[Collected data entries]

--- --- ---

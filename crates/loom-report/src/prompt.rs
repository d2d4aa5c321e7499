// Copyright (c) 2025 Geoffrey Huntley <ghuntley@ghuntley.com>. All rights reserved.
// SPDX-License-Identifier: Proprietary

//! User prompts and process termination used by the last-chance handler.
//!
//! Both are traits so a GUI can plug in a real modal dialog and tests can
//! record what would have happened without exiting.

use std::io::Write;
use std::sync::Arc;

/// Title of every prompt the handler shows.
pub const PROMPT_TITLE: &str = "Unexpected Error";

#[derive(Debug, Clone, Copy, PartialEq, Eq)]
pub enum PromptButtons {
	/// The user may keep running (OK) or exit (Cancel).
	OkCancel,
	/// Information only; the answer is ignored.
	Info,
}

#[derive(Debug, Clone, Copy, PartialEq, Eq)]
pub enum PromptChoice {
	Ok,
	Cancel,
}

pub trait Prompter: Send + Sync {
	fn prompt(&self, title: &str, message: &str, buttons: PromptButtons) -> PromptChoice;
}

impl<P: Prompter + ?Sized> Prompter for Arc<P> {
	fn prompt(&self, title: &str, message: &str, buttons: PromptButtons) -> PromptChoice {
		(**self).prompt(title, message, buttons)
	}
}

/// Writes the prompt to stderr and answers [`PromptChoice::Ok`].
#[derive(Debug, Default, Clone, Copy)]
pub struct StderrPrompter;

impl Prompter for StderrPrompter {
	fn prompt(&self, title: &str, message: &str, _buttons: PromptButtons) -> PromptChoice {
		// Runs inside the panic hook: a failed write must not panic.
		let _ = writeln!(std::io::stderr(), "{title}: {}", message.replace("\r\n", "\n"));
		PromptChoice::Ok
	}
}

pub trait Terminator: Send + Sync {
	fn terminate(&self);
}

impl<T: Terminator + ?Sized> Terminator for Arc<T> {
	fn terminate(&self) {
		(**self).terminate()
	}
}

/// Exits the process with status 0.
#[derive(Debug, Default, Clone, Copy)]
pub struct ProcessExit;

impl Terminator for ProcessExit {
	fn terminate(&self) {
		std::process::exit(0);
	}
}
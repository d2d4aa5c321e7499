// Copyright (c) 2025 Geoffrey Huntley <ghuntley@ghuntley.com>. All rights reserved.
// SPDX-License-Identifier: Proprietary

//! SMTP transport for Loom error reports.
//!
//! [`MailTransport`] mails each report archive as an attachment using the
//! blocking [`lettre`] client. Spooled archives are resent together: every
//! pending file is attached to one message.
//!
//! # Example
//!
//! ```no_run
//! use std::time::Duration;
//!
//! use loom_report_config::{SmtpConfig, TlsMode};
//! use loom_report_core::{begin_archive, Transport};
//! use loom_report_smtp::MailTransport;
//!
//! let config = SmtpConfig {
//!     host: "smtp.example.com".to_string(),
//!     port: 587,
//!     username: None,
//!     password: None,
//!     use_default_credentials: false,
//!     tls: TlsMode::StartTls,
//!     from: "app@example.com".to_string(),
//!     to: vec!["support@example.com".to_string()],
//!     reply_to: None,
//!     subject: "Error report".to_string(),
//!     body: "Log Files are attached".to_string(),
//!     attachment_name: "Report.zip".to_string(),
//!     timeout: Duration::from_secs(30),
//! };
//!
//! let transport = MailTransport::new(config).unwrap();
//! let archive = begin_archive().finish().unwrap();
//! let result = transport.send(&archive);
//! println!("delivered: {}", result.is_success());
//! ```

mod credentials;

use lettre::message::header::ContentType;
use lettre::message::{Attachment, Mailbox, MultiPart, SinglePart};
use lettre::transport::smtp::authentication::Credentials;
use lettre::{Message, SmtpTransport, Transport as _};
use loom_report_config::{SmtpConfig, TlsMode};
use loom_report_core::{Archive, PendingArchive, Transport, TransportResult};
use tracing::{debug, info, warn};

pub use credentials::MailCredentials;

const ZIP_CONTENT_TYPE: &str = "application/x-zip-compressed";

/// Errors raised while building or sending a report mail.
#[derive(Debug, thiserror::Error)]
pub enum MailError {
	#[error("invalid email address: {0}")]
	Address(String),

	#[error("failed to build message: {0}")]
	Build(String),

	#[error("connection failed: {0}")]
	Connection(String),

	#[error("send failed: {0}")]
	Send(String),
}

/// One file attached to a report mail.
#[derive(Debug, Clone, Copy)]
pub struct MailAttachment<'a> {
	pub file_name: &'a str,
	pub bytes: &'a [u8],
}

/// Mails report archives through an SMTP relay.
pub struct MailTransport {
	config: SmtpConfig,
	from: Mailbox,
	to: Vec<Mailbox>,
	reply_to: Option<Mailbox>,
	credentials: MailCredentials,
}

impl MailTransport {
	/// Validates every address up front; nothing connects until a send.
	#[tracing::instrument(
		name = "mail_transport_new",
		skip(config),
		fields(host = %config.host, port = config.port, tls = ?config.tls)
	)]
	pub fn new(config: SmtpConfig) -> Result<Self, MailError> {
		let from = parse_mailbox(&config.from)?;
		let to = config
			.to
			.iter()
			.map(|addr| parse_mailbox(addr))
			.collect::<Result<Vec<_>, _>>()?;
		if to.is_empty() {
			return Err(MailError::Address("no recipients".to_string()));
		}
		let reply_to = config.reply_to.as_deref().map(parse_mailbox).transpose()?;
		let credentials = MailCredentials::from_config(&config);

		Ok(Self {
			config,
			from,
			to,
			reply_to,
			credentials,
		})
	}

	pub fn config(&self) -> &SmtpConfig {
		&self.config
	}

	/// Sends one message carrying the configured body and `attachments`.
	#[tracing::instrument(
		name = "mail_send_files",
		skip(self, body, attachments),
		fields(host = %self.config.host, attachments = attachments.len())
	)]
	pub fn send_files(
		&self,
		subject: &str,
		body: &str,
		attachments: &[MailAttachment<'_>],
	) -> Result<(), MailError> {
		let message = self.build_message(subject, body, attachments)?;
		let transport = self.transport()?;

		debug!("sending report mail");
		transport
			.send(&message)
			.map_err(|e| MailError::Send(e.to_string()))?;

		info!("report mail sent");
		Ok(())
	}

	fn build_message(
		&self,
		subject: &str,
		body: &str,
		attachments: &[MailAttachment<'_>],
	) -> Result<Message, MailError> {
		let mut builder = Message::builder().from(self.from.clone()).subject(subject);
		for to in &self.to {
			builder = builder.to(to.clone());
		}
		if let Some(reply_to) = &self.reply_to {
			builder = builder.reply_to(reply_to.clone());
		}

		let content_type =
			ContentType::parse(ZIP_CONTENT_TYPE).map_err(|e| MailError::Build(e.to_string()))?;

		let mut parts = MultiPart::mixed().singlepart(SinglePart::plain(body.to_string()));
		for attachment in attachments {
			parts = parts.singlepart(
				Attachment::new(attachment.file_name.to_string())
					.body(attachment.bytes.to_vec(), content_type.clone()),
			);
		}

		builder
			.multipart(parts)
			.map_err(|e| MailError::Build(e.to_string()))
	}

	fn transport(&self) -> Result<SmtpTransport, MailError> {
		let host = self.config.host.as_str();
		let builder = match self.config.tls {
			TlsMode::None => SmtpTransport::builder_dangerous(host),
			TlsMode::StartTls => {
				SmtpTransport::starttls_relay(host).map_err(|e| MailError::Connection(e.to_string()))?
			}
			TlsMode::Tls => {
				SmtpTransport::relay(host).map_err(|e| MailError::Connection(e.to_string()))?
			}
		};

		let mut builder = builder
			.port(self.config.port)
			.timeout(Some(self.config.timeout));

		if let Some((username, password)) = self.credentials.resolve() {
			builder = builder.credentials(Credentials::new(username, password));
		}

		Ok(builder.build())
	}

	fn deliver(&self, attachments: &[MailAttachment<'_>]) -> TransportResult {
		match self.send_files(&self.config.subject, &self.config.body, attachments) {
			Ok(()) => TransportResult::ok(),
			Err(e) => {
				warn!(host = %self.config.host, error = %e, "report mail failed");
				TransportResult::failed(e.to_string())
			}
		}
	}
}

impl Transport for MailTransport {
	fn kind(&self) -> &'static str {
		"smtp"
	}

	fn send(&self, archive: &Archive) -> TransportResult {
		self.deliver(&[MailAttachment {
			file_name: &self.config.attachment_name,
			bytes: archive.as_bytes(),
		}])
	}

	fn send_batch(&self, pending: &[PendingArchive]) -> Option<TransportResult> {
		let attachments: Vec<_> = pending
			.iter()
			.map(|p| MailAttachment {
				file_name: &p.file_name,
				bytes: p.archive.as_bytes(),
			})
			.collect();
		Some(self.deliver(&attachments))
	}
}

fn parse_mailbox(address: &str) -> Result<Mailbox, MailError> {
	address
		.trim()
		.parse()
		.map_err(|e| MailError::Address(format!("'{address}': {e}")))
}

/// Whether `address` parses as a mailbox, e.g. `user@example.com` or
/// `Support <support@example.com>`.
pub fn is_valid_address(address: &str) -> bool {
	address.parse::<Mailbox>().is_ok()
}
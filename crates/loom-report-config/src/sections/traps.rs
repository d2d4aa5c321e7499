// Copyright (c) 2025 Geoffrey Huntley <ghuntley@ghuntley.com>. All rights reserved.
// SPDX-License-Identifier: Proprietary

use serde::{Deserialize, Serialize};

use crate::error::ConfigError;

/// Which unhandled-panic traps the last-chance handler installs.
#[derive(Debug, Clone, Copy, PartialEq, Eq, Default, Serialize, Deserialize)]
#[serde(rename_all = "snake_case")]
pub enum Traps {
	MainThread,
	BackgroundThread,
	#[default]
	Both,
}

impl Traps {
	pub fn main_thread(self) -> bool {
		matches!(self, Self::MainThread | Self::Both)
	}

	pub fn background_thread(self) -> bool {
		matches!(self, Self::BackgroundThread | Self::Both)
	}
}

impl std::str::FromStr for Traps {
	type Err = ConfigError;

	fn from_str(value: &str) -> Result<Self, Self::Err> {
		match value.to_lowercase().replace('-', "_").as_str() {
			"main_thread" | "main" => Ok(Self::MainThread),
			"background_thread" | "background" => Ok(Self::BackgroundThread),
			"both" => Ok(Self::Both),
			_ => Err(ConfigError::invalid_value(
				"traps.install",
				format!("'{value}', expected main_thread, background_thread or both"),
			)),
		}
	}
}

#[derive(Debug, Clone, Default, Serialize, Deserialize, PartialEq)]
pub struct TrapsConfigLayer {
	pub install: Option<Traps>,
}

impl TrapsConfigLayer {
	pub fn merge(&mut self, other: Self) {
		if other.install.is_some() {
			self.install = other.install;
		}
	}

	pub fn finalize(self) -> TrapsConfig {
		TrapsConfig {
			install: self.install.unwrap_or_default(),
		}
	}
}

#[derive(Debug, Clone, Copy, PartialEq, Default)]
pub struct TrapsConfig {
	pub install: Traps,
}

#[cfg(test)]
mod tests {
	use super::*;

	#[test]
	fn parses_kebab_and_short_forms() {
		assert_eq!("main-thread".parse::<Traps>().unwrap(), Traps::MainThread);
		assert_eq!("background".parse::<Traps>().unwrap(), Traps::BackgroundThread);
		assert_eq!("BOTH".parse::<Traps>().unwrap(), Traps::Both);
		assert!("neither".parse::<Traps>().is_err());
	}

	#[test]
	fn both_covers_each_category() {
		assert!(Traps::Both.main_thread() && Traps::Both.background_thread());
		assert!(!Traps::MainThread.background_thread());
		assert!(!Traps::BackgroundThread.main_thread());
	}
}
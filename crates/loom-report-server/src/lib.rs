// Copyright (c) 2025 Geoffrey Huntley <ghuntley@ghuntley.com>. All rights reserved.
// SPDX-License-Identifier: Proprietary

//! Reference collector for reports sent by `loom-report`'s HTTP transport.

pub mod config;
pub mod error;
pub mod state;
pub mod upload;

use axum::extract::DefaultBodyLimit;
use axum::routing::post;
use axum::Router;
use tower_http::trace::TraceLayer;

pub use config::ServerArgs;
pub use error::{Result, ServerError};
pub use state::AppState;
pub use upload::{ReceivedFile, UploadPolicy};

/// Routes `POST <path>` to the upload handler.
///
/// Serve with `into_make_service_with_connect_info::<SocketAddr>()`; the
/// handler needs the client address.
pub fn create_router(state: AppState, path: &str) -> Router {
	let limit = state.policy().body_limit();
	Router::new()
		.route(path, post(upload::receive_upload))
		.layer(DefaultBodyLimit::max(limit))
		.layer(TraceLayer::new_for_http())
		.with_state(state)
}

--- --- ---

» WORK ITEM
Nothing but the lines above from the one containing "pub fn merge(&mut" through the one containing "assert!(!Traps::MainThread.background_thread());" should appear in the answer, each repeated exactly.

» ANSWER BELOW
	pub fn merge(&mut self, other: Self) {
		if other.install.is_some() {
			self.install = other.install;
		}
	}

	pub fn finalize(self) -> TrapsConfig {
		TrapsConfig {
			install: self.install.unwrap_or_default(),
		}
	}
}

#[derive(Debug, Clone, Copy, PartialEq, Default)]
pub struct TrapsConfig {
	pub install: Traps,
}

#[cfg(test)]
mod tests {
	use super::*;

	#[test]
	fn parses_kebab_and_short_forms() {
		assert_eq!("main-thread".parse::<Traps>().unwrap(), Traps::MainThread);
		assert_eq!("background".parse::<Traps>().unwrap(), Traps::BackgroundThread);
		assert_eq!("BOTH".parse::<Traps>().unwrap(), Traps::Both);
		assert!("neither".parse::<Traps>().is_err());
	}

	#[test]
	fn both_covers_each_category() {
		assert!(Traps::Both.main_thread() && Traps::Both.background_thread());
		assert!(!Traps::MainThread.background_thread());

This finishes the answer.